Students will then user test the prototype with initial autistic youth and trusted adults. They will analyze data and write report(s) under the direction of Professor Campos-Castillo.
d. The anticipated research or creative product(s):
Our research includes revising the current mental health screening tools for anxiety and depression for and with autistic youth and their trusted adults.

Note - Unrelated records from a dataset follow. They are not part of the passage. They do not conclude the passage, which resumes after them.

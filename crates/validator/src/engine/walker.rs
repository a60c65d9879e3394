//! Depth-first structural walk
//!
//! Fields are visited in declaration order. For each field the walker first
//! descends into its structure (nested record, sequence elements, map
//! entries) and then dispatches the field's own rules, so errors from inside
//! a nested record precede errors about the field holding it.
//!
//! Sequence elements and map entries are themselves dispatched under
//! `Field[i]` / `Field[key]`, which lets rules registered as `Tags[]` check
//! every element.

use crate::config::ValidatorConfig;
use crate::engine::dispatch::{Dispatcher, report};
use crate::foundation::{ConfigError, Record, ValidationErrors, Value};
use crate::path::FieldPath;
use crate::registry::Registry;

/// Walks a single input and collects every error found.
pub(crate) struct Walker<'v> {
    dispatcher: Dispatcher<'v>,
    max_depth: usize,
    errors: ValidationErrors,
}

impl<'v> Walker<'v> {
    pub(crate) fn new(registry: &'v Registry, config: &'v ValidatorConfig) -> Self {
        Self {
            dispatcher: Dispatcher::new(registry, config),
            max_depth: config.max_depth,
            errors: ValidationErrors::new(),
        }
    }

    /// Validates `root`, which must be a record.
    ///
    /// Absent and non-record roots are reported as configuration errors
    /// under the reserved `input` field.
    pub(crate) fn run(mut self, root: &Value<'_>) -> ValidationErrors {
        match root {
            Value::Record(record) => {
                let mut ancestors = Vec::with_capacity(4);
                self.walk_record(*record, &FieldPath::root(), &mut ancestors);
            }
            Value::Absent => report(&FieldPath::input(), &ConfigError::AbsentRoot, &mut self.errors),
            other => report(
                &FieldPath::input(),
                &ConfigError::NotARecord { found: other.kind() },
                &mut self.errors,
            ),
        }
        self.errors
    }

    fn walk_record<'a>(
        &mut self,
        record: &'a dyn Record,
        path: &FieldPath,
        ancestors: &mut Vec<&'a dyn Record>,
    ) {
        if ancestors.len() >= self.max_depth {
            let at = if path.is_root() { FieldPath::input() } else { path.clone() };
            report(
                &at,
                &ConfigError::DepthExceeded { limit: self.max_depth },
                &mut self.errors,
            );
            return;
        }

        ancestors.push(record);
        for field in record.fields() {
            let child = path.field(field.name);
            self.descend(&field.value, &child, ancestors);
            self.dispatcher
                .dispatch(&field.value, &child, field.rules, ancestors, &mut self.errors);
        }
        ancestors.pop();
    }

    fn descend<'a>(
        &mut self,
        value: &Value<'a>,
        path: &FieldPath,
        ancestors: &mut Vec<&'a dyn Record>,
    ) {
        match value {
            Value::Record(nested) => self.walk_record(*nested, path, ancestors),
            Value::Seq(items) => {
                for (index, item) in items.iter().enumerate() {
                    let child = path.index(index);
                    self.descend(item, &child, ancestors);
                    self.dispatcher
                        .dispatch(item, &child, None, ancestors, &mut self.errors);
                }
            }
            Value::Map(entries) => {
                for (key, item) in entries {
                    let child = path.key(key.as_str());
                    self.descend(item, &child, ancestors);
                    self.dispatcher
                        .dispatch(item, &child, None, ancestors, &mut self.errors);
                }
            }
            _ => {}
        }
    }
}
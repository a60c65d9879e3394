//! Closure-backed rules

use std::fmt;
use std::sync::Arc;

use crate::foundation::{Rule, RuleResult, Value};

type Check = dyn Fn(&Value<'_>) -> RuleResult + Send + Sync;

/// Wraps a closure as a [`Rule`].
///
/// Unlike the other built-in rules the closure also sees absent values.
///
/// ```rust,ignore
/// let even = custom(|value| match value {
///     Value::Int(n) if n % 2 == 0 => Ok(()),
///     _ => Err(RuleError::invalid("value must be even")),
/// });
/// ```
#[derive(Clone)]
pub struct Custom {
    check: Arc<Check>,
}

impl Custom {
    pub fn new<F>(check: F) -> Self
    where
        F: Fn(&Value<'_>) -> RuleResult + Send + Sync + 'static,
    {
        Self {
            check: Arc::new(check),
        }
    }
}

impl Rule for Custom {
    fn validate(&self, value: &Value<'_>) -> RuleResult {
        (self.check)(value)
    }
}

impl fmt::Debug for Custom {
    fn fmt(&self, f: &mut fmt::Formatter<'_>) -> fmt::Result {
        f.debug_struct("Custom").finish_non_exhaustive()
    }
}

/// Creates a [`Custom`] rule.
pub fn custom<F>(check: F) -> Custom
where
    F: Fn(&Value<'_>) -> RuleResult + Send + Sync + 'static,
{
    Custom::new(check)
}

#[cfg(test)]
mod tests {
    use super::*;
    use crate::foundation::RuleError;

    #[test]
    fn test_custom() {
        let even = custom(|value| match value {
            Value::Int(n) if n % 2 == 0 => Ok(()),
            _ => Err(RuleError::invalid("value must be even")),
        });
        assert!(even.validate(&Value::Int(2)).is_ok());
        assert_eq!(
            even.validate(&Value::Absent),
            Err(RuleError::invalid("value must be even"))
        );
    }
}
//! Rule combinators
//!
//! Combinators wrap other rules to change when or how they run:
//!
//! - [`Each`]: apply a rule to every sequence element
//! - [`MapOf`], [`Keys`]: apply rules to map keys and values
//! - [`WithMessage`]: replace the failure message
//! - [`When`]: gate a rule on a predicate over the enclosing record
//! - [`CrossField`], [`DependentRequired`]: compare against sibling fields
//! - [`Parameterized`]: build a rule from annotation arguments
//!
//! Context-consuming combinators forward the [`RuleContext`](crate::foundation::RuleContext)
//! they receive to every wrapped rule.

pub mod cross_field;
pub mod each;
pub mod map;
pub mod message;
pub mod param;
pub mod when;

pub use cross_field::{
    CrossField, DependentRequired, cross_field, dependent_required, equals_field, sibling,
};
pub use each::{Each, each};
pub use map::{Keys, MapOf, keys, map_of};
pub use message::{WithMessage, with_message};
pub use param::{Parameterized, parameterized};
pub use when::{Predicate, When, if_field, unless_field, when};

The creative products are screening tools that reduce the disparities in the prevalence of mental health and access to mental health care through using universal design techniques. For example, if we can use text, images, sound and movement to ask the screening questions, we may be able to connect more with the young patient who is autistic when doing a mental health screening. If the screening tool is interactive and focuses on one question on the screen at a time, we may be able to remove the distraction of the current tools. The precise design of the new screening tools will be contingent on the information gathered during the summer prior to the seminar. The research products include reports summarizing qualitative data from the workshops and best practices for engaging diverse users in co-design.
e. The significance of the proposed scholarly project:
Autistic youth report greater rates of anxiety and depression than their neurotypical peers, yet the gap in mental health may be even larger due to lower completion rates of mental health screening by autistic youth. Current mental health screeners may be difficult for some autistic youth to translate to their own feelings, which may explain low completion rates, reliability, and validity.
The Patient Health Questionnaire and Generalized Anxiety Disorder scales are text-based screening tools for depression and anxiety, respectively, which require a high cognitive load to comprehend each statement and recall symptom frequency. We will begin our work by making these mental health screeners more accessible for autistic youth.
Our long-term goal is to improve screening tools that in turn improve access to mental health care and health and quality outcomes.
Our transdisciplinary team would teach students how to seamlessly integrate art, design, research, and implementation at a level comparable to what master’s students in our department experience.